How many lines below include the string "crates"? State the number alone.

· · · ·

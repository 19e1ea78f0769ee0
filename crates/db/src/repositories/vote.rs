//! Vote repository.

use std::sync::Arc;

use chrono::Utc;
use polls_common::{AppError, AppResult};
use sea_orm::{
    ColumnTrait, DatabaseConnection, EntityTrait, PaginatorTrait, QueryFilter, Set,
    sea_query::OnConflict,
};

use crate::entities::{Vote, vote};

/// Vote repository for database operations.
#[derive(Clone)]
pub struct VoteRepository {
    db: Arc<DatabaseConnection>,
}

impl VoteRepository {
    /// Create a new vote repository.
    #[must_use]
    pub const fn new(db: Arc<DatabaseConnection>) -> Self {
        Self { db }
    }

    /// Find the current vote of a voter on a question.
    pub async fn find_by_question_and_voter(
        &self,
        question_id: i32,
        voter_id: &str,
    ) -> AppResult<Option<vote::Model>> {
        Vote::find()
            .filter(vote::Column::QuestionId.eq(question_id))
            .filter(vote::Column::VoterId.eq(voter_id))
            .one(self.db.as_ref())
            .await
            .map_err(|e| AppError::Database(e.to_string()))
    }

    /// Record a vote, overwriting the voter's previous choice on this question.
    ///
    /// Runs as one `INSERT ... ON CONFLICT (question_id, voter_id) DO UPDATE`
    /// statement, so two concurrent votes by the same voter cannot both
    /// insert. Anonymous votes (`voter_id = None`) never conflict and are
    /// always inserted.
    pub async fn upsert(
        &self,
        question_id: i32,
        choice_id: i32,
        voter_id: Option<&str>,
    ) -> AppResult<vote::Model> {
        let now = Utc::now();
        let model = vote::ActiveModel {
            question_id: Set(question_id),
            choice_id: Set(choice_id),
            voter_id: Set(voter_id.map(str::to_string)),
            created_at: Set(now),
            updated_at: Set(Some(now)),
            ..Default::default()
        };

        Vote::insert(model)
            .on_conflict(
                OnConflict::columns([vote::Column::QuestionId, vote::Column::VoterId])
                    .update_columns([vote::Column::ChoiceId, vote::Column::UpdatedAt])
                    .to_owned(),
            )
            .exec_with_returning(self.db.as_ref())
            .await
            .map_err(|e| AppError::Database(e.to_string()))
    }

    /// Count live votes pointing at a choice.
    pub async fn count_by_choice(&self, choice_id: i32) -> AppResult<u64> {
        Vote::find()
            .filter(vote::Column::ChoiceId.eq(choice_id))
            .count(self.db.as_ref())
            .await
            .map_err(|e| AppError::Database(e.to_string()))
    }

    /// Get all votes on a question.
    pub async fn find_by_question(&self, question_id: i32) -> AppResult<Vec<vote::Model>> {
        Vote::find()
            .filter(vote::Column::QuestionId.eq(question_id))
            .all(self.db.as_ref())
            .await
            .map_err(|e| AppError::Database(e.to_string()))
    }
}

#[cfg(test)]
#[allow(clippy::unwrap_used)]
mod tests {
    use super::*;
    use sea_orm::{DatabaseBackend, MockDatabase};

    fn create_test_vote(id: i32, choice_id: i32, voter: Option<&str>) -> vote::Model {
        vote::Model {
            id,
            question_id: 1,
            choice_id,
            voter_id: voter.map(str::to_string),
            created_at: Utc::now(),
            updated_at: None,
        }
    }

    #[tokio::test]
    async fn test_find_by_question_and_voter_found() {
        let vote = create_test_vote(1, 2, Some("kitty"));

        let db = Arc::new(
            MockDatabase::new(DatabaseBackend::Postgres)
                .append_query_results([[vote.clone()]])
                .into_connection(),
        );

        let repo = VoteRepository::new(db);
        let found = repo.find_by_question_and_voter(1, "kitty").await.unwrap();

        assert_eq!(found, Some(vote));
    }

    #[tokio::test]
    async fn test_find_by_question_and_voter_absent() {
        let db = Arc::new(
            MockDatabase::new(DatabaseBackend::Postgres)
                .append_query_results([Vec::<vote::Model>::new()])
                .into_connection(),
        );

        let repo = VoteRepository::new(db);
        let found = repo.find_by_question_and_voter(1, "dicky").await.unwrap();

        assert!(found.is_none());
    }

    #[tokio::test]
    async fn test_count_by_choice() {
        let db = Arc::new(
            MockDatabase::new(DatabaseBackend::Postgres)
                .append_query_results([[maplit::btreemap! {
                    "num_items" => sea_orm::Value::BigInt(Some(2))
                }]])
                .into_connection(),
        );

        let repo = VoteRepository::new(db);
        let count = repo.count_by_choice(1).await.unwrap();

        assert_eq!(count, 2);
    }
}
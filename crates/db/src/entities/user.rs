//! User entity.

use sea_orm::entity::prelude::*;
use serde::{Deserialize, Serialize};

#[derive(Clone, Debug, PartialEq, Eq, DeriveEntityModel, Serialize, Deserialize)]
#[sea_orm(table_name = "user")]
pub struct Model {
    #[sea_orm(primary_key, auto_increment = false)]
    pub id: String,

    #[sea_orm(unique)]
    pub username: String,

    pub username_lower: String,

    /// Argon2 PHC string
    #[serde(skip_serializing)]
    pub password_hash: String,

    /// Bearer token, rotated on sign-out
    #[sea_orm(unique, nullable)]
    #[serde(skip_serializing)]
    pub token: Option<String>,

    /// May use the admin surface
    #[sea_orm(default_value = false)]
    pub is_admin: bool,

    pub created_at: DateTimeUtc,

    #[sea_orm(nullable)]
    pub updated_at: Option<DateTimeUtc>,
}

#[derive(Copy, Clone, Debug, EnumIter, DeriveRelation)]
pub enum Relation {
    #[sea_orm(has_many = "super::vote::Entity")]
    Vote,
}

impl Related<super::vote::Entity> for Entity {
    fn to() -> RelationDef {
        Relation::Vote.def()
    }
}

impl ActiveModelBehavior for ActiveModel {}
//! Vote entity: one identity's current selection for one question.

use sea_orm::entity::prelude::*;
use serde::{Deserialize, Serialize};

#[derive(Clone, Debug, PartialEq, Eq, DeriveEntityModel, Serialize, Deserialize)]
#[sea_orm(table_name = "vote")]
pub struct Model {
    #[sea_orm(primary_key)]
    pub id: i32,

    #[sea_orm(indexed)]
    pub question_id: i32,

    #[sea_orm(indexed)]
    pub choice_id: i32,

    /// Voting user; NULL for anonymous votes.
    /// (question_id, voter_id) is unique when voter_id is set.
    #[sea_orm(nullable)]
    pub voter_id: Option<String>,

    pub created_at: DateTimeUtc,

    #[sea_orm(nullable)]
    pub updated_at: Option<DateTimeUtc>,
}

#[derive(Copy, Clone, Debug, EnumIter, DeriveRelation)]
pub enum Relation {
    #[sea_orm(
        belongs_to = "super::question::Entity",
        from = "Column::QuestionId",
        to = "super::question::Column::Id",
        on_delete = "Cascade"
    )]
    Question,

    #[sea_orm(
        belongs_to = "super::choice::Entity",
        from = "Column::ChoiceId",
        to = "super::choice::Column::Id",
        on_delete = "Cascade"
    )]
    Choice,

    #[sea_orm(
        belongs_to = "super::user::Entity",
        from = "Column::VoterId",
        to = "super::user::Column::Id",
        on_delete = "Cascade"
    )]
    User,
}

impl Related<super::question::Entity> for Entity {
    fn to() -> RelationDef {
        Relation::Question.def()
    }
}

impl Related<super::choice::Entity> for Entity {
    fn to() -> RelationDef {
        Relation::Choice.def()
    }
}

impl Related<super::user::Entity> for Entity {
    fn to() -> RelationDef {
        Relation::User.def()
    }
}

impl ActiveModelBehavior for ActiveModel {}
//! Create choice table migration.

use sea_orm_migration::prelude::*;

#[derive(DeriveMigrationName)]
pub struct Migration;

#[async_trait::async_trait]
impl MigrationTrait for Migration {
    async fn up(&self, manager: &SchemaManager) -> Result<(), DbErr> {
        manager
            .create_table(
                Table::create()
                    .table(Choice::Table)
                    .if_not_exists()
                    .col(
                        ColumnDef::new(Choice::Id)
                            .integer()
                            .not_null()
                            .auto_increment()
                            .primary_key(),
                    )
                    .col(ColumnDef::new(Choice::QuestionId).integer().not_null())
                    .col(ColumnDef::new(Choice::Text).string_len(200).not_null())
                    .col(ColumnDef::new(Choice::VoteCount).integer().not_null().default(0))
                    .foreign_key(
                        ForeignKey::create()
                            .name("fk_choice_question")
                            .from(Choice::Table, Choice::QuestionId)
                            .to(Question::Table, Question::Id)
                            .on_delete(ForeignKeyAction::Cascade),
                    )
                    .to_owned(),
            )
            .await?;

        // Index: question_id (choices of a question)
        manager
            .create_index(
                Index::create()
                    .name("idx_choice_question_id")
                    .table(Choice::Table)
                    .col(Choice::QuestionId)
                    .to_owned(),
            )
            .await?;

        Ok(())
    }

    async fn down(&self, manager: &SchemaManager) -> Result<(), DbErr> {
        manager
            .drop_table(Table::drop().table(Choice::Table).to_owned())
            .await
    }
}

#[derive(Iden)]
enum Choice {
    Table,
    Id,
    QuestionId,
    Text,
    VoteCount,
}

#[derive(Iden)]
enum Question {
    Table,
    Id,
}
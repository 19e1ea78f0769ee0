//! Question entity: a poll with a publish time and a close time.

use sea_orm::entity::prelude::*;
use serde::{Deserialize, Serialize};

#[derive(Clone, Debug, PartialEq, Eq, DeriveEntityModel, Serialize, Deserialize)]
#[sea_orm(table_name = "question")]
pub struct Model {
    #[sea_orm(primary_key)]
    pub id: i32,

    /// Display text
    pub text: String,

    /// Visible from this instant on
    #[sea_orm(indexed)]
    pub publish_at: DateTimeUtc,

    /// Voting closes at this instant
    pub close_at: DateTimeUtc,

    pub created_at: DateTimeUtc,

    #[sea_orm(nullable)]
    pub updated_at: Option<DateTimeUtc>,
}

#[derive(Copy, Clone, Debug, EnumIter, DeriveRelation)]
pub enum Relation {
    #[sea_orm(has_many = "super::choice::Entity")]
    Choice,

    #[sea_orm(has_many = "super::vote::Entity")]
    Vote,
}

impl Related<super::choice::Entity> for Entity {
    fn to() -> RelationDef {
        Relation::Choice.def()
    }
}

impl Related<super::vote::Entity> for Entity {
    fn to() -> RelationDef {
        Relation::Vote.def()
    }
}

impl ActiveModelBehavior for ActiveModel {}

· · · ·

--- Reply to the task ---
2